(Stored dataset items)
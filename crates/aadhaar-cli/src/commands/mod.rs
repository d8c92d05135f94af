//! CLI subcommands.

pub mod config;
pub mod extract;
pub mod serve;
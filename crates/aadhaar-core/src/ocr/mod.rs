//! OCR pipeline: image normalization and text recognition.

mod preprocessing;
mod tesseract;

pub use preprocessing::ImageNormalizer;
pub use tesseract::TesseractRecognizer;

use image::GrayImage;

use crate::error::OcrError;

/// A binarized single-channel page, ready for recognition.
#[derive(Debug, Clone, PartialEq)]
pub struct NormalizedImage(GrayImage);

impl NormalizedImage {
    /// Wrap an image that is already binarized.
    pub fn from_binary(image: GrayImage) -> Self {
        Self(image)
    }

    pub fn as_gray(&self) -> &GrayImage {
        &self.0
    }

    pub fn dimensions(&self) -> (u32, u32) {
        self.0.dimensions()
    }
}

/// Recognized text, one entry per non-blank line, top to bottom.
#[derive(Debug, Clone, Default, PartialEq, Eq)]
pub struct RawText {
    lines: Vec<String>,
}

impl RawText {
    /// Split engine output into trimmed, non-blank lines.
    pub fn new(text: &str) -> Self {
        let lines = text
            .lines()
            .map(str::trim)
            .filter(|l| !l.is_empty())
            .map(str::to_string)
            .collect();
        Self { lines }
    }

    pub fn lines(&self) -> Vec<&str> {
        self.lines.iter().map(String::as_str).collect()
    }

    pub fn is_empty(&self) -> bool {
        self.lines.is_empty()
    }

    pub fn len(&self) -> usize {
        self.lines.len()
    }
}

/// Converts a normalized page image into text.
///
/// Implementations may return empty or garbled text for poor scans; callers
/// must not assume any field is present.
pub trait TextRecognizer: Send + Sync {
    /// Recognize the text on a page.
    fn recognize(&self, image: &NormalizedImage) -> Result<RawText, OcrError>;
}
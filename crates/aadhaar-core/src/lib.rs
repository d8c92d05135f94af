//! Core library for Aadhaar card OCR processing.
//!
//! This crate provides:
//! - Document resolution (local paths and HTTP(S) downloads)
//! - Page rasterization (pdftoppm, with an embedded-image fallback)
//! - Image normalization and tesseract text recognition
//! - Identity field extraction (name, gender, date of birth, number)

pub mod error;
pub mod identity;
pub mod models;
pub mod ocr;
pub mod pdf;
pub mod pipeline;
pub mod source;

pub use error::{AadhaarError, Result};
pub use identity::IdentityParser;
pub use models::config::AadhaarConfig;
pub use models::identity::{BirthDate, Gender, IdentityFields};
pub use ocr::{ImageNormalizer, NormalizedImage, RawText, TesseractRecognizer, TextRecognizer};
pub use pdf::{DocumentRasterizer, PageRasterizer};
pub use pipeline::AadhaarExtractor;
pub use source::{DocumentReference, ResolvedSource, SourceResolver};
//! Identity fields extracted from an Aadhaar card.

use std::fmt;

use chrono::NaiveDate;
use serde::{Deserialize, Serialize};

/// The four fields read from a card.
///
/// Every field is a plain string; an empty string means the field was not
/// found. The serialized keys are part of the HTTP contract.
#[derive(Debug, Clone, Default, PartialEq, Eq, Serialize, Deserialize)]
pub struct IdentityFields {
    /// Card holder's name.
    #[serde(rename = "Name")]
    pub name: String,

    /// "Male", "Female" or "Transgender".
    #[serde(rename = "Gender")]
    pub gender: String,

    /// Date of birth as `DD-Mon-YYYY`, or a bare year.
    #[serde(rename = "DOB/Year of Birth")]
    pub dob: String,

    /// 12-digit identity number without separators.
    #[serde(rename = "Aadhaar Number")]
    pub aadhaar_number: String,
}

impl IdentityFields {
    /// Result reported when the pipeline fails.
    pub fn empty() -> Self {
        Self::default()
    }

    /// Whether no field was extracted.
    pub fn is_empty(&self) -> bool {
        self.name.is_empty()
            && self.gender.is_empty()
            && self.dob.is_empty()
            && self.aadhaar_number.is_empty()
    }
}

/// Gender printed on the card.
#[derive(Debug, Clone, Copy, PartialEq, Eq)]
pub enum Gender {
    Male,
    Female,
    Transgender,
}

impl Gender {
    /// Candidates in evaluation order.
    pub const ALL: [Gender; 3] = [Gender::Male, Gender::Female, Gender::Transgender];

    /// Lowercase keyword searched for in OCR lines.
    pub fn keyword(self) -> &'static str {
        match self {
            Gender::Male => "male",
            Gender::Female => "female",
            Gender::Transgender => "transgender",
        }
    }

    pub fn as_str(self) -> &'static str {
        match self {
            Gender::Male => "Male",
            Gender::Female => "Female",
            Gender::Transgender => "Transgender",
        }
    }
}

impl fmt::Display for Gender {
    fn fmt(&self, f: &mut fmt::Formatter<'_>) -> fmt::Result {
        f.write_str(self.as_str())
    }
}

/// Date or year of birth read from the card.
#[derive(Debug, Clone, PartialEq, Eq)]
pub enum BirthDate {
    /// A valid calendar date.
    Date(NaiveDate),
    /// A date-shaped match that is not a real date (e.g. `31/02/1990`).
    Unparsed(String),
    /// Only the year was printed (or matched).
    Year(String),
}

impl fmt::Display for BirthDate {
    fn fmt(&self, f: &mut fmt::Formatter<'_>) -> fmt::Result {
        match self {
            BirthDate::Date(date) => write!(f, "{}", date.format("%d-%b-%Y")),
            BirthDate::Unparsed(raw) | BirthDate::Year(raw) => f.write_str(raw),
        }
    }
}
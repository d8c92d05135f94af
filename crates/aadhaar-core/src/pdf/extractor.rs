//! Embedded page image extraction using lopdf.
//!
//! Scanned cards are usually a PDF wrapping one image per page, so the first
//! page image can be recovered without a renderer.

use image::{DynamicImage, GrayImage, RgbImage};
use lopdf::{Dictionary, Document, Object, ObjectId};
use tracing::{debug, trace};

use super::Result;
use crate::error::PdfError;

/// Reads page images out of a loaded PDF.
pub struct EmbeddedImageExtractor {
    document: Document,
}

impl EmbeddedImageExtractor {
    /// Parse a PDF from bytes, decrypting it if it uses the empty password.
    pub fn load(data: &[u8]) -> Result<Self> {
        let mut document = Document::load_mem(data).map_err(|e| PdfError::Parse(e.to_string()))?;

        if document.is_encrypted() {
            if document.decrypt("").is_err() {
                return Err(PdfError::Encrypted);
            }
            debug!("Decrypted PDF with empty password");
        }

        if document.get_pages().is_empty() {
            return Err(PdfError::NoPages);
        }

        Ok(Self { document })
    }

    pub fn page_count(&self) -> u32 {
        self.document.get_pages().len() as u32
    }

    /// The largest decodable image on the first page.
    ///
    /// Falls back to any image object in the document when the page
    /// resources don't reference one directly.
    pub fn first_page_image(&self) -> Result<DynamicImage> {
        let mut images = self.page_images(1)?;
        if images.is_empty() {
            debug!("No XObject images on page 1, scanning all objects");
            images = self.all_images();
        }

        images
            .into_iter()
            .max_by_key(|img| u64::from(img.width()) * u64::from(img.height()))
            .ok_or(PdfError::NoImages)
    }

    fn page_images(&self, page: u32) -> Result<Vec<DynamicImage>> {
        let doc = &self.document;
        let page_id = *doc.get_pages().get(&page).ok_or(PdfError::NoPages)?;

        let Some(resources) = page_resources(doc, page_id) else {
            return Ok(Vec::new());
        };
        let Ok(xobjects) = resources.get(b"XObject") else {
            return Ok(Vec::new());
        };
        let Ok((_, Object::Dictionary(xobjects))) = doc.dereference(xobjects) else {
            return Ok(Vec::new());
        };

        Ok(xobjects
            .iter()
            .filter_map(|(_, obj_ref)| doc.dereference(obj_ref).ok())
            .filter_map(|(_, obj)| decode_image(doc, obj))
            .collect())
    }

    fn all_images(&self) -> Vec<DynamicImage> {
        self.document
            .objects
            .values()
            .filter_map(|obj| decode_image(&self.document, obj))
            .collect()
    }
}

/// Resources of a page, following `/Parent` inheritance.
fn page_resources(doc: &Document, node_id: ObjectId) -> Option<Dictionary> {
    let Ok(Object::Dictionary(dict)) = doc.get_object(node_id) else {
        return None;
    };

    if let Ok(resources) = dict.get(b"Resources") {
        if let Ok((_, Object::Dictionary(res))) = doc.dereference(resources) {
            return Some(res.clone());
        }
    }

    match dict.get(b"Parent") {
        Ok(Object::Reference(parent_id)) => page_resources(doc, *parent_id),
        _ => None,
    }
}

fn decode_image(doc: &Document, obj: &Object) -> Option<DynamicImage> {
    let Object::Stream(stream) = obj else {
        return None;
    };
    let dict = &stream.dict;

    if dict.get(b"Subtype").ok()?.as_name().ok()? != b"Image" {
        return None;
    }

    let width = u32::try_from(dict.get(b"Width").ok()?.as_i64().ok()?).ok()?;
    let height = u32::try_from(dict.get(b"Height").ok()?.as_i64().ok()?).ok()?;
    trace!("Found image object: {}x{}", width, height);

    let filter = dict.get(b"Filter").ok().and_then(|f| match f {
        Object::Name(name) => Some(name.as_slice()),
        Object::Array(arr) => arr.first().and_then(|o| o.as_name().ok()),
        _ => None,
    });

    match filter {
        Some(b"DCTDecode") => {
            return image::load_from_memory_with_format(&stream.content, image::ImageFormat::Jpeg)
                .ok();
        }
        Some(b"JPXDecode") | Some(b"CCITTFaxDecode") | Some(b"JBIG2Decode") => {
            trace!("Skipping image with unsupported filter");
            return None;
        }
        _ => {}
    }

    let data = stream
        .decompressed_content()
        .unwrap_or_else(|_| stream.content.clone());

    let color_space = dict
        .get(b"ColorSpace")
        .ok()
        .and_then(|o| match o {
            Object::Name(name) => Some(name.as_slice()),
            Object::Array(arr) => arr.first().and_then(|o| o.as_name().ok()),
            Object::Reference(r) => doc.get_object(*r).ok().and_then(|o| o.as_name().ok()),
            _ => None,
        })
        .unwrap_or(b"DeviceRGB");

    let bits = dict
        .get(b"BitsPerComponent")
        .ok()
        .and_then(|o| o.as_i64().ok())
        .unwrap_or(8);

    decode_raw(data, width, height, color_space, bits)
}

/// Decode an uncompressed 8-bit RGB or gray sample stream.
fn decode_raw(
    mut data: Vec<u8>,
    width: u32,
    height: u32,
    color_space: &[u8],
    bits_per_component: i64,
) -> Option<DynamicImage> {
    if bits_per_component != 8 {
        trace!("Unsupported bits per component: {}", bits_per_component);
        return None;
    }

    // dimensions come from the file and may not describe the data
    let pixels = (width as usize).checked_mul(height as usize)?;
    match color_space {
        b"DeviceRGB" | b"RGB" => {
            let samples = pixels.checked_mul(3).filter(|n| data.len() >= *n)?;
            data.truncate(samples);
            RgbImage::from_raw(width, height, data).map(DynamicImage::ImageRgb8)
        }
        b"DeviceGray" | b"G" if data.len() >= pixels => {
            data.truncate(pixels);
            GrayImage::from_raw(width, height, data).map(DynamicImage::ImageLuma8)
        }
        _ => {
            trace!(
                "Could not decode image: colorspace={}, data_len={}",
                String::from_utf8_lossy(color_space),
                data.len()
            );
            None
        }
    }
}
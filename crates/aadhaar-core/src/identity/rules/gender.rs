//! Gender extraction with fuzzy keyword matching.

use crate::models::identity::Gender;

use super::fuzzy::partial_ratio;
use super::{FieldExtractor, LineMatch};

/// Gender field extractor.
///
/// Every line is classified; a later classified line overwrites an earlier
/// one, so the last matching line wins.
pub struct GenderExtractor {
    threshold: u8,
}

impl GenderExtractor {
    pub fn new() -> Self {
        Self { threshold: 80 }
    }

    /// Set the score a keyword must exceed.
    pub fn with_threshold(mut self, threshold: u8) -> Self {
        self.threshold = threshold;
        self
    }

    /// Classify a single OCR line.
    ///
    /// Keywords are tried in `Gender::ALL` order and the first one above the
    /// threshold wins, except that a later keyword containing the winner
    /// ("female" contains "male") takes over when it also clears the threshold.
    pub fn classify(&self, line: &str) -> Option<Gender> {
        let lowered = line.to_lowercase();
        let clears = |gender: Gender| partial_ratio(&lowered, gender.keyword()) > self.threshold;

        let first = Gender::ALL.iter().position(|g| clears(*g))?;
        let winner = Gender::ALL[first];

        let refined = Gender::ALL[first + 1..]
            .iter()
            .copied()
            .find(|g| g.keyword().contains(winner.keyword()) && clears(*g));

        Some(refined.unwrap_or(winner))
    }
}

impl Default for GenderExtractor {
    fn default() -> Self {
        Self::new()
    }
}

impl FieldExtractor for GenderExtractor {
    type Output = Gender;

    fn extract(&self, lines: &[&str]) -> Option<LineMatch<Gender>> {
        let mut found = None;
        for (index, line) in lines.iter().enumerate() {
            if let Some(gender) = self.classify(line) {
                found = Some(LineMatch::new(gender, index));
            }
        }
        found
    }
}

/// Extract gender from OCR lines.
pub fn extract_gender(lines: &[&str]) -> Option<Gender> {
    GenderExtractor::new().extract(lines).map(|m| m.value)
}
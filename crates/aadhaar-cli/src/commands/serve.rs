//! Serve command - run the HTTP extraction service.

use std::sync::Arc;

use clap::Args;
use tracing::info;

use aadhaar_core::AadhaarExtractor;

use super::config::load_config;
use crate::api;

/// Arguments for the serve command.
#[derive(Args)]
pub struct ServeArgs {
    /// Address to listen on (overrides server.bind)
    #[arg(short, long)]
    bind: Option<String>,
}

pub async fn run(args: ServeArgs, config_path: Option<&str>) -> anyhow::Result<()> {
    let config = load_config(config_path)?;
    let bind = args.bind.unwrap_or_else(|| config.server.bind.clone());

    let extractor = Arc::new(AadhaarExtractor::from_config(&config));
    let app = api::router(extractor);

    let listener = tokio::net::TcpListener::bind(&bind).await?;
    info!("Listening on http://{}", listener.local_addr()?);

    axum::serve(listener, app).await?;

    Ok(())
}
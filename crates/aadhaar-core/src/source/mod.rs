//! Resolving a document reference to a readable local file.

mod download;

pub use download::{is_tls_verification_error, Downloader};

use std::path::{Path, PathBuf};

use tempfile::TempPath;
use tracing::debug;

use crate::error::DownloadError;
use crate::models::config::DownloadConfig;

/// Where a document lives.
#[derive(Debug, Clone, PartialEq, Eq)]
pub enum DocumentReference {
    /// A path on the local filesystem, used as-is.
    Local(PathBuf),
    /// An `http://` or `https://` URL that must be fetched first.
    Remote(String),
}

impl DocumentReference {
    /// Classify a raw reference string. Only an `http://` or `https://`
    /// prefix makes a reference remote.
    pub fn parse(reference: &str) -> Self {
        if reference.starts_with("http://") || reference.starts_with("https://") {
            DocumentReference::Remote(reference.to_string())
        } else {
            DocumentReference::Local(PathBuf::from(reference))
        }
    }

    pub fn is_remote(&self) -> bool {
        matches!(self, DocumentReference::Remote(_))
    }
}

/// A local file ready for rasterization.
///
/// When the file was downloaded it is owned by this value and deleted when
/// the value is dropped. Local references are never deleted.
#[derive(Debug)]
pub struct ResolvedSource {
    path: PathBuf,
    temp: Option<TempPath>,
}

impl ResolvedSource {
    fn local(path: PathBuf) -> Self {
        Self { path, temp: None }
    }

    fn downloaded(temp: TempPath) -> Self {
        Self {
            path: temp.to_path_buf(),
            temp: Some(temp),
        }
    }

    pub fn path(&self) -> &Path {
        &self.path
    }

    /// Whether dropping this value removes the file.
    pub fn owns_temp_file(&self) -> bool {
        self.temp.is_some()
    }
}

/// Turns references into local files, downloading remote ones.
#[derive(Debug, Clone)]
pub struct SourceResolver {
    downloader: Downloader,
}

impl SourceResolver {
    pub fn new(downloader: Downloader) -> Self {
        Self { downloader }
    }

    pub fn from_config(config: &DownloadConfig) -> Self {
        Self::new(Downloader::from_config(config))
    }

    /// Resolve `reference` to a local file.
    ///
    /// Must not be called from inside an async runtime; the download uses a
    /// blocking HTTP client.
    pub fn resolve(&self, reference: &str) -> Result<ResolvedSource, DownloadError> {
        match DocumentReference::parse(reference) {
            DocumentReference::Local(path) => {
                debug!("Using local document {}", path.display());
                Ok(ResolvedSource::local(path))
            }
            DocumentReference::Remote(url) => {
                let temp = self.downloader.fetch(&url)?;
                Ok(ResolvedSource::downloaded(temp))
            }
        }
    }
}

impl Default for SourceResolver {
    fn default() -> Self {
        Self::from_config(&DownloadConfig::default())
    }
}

[WHAT IS BEING ASKED]: When you answer, output each line of the data exactly as given, from its first line up to and including the one with "and HTTP(S) downloads)".

[SOLUTION]:
filename crates/aadhaar-cli/src/commands/mod.rs
repository d8c92d05135f94af
//! CLI subcommands.

pub mod config;
pub mod extract;
pub mod serve;
filename crates/aadhaar-core/src/ocr/mod.rs
//! OCR pipeline: image normalization and text recognition.

mod preprocessing;
mod tesseract;

pub use preprocessing::ImageNormalizer;
pub use tesseract::TesseractRecognizer;

use image::GrayImage;

use crate::error::OcrError;

/// A binarized single-channel page, ready for recognition.
#[derive(Debug, Clone, PartialEq)]
pub struct NormalizedImage(GrayImage);

impl NormalizedImage {
    /// Wrap an image that is already binarized.
    pub fn from_binary(image: GrayImage) -> Self {
        Self(image)
    }

    pub fn as_gray(&self) -> &GrayImage {
        &self.0
    }

    pub fn dimensions(&self) -> (u32, u32) {
        self.0.dimensions()
    }
}

/// Recognized text, one entry per non-blank line, top to bottom.
#[derive(Debug, Clone, Default, PartialEq, Eq)]
pub struct RawText {
    lines: Vec<String>,
}

impl RawText {
    /// Split engine output into trimmed, non-blank lines.
    pub fn new(text: &str) -> Self {
        let lines = text
            .lines()
            .map(str::trim)
            .filter(|l| !l.is_empty())
            .map(str::to_string)
            .collect();
        Self { lines }
    }

    pub fn lines(&self) -> Vec<&str> {
        self.lines.iter().map(String::as_str).collect()
    }

    pub fn is_empty(&self) -> bool {
        self.lines.is_empty()
    }

    pub fn len(&self) -> usize {
        self.lines.len()
    }
}

/// Converts a normalized page image into text.
///
/// Implementations may return empty or garbled text for poor scans; callers
/// must not assume any field is present.
pub trait TextRecognizer: Send + Sync {
    /// Recognize the text on a page.
    fn recognize(&self, image: &NormalizedImage) -> Result<RawText, OcrError>;
}
filename crates/aadhaar-core/src/lib.rs
repository d8c92d05135f94af
//! Core library for Aadhaar card OCR processing.
//!
//! This crate provides:
//! - Document resolution (local paths and HTTP(S) downloads)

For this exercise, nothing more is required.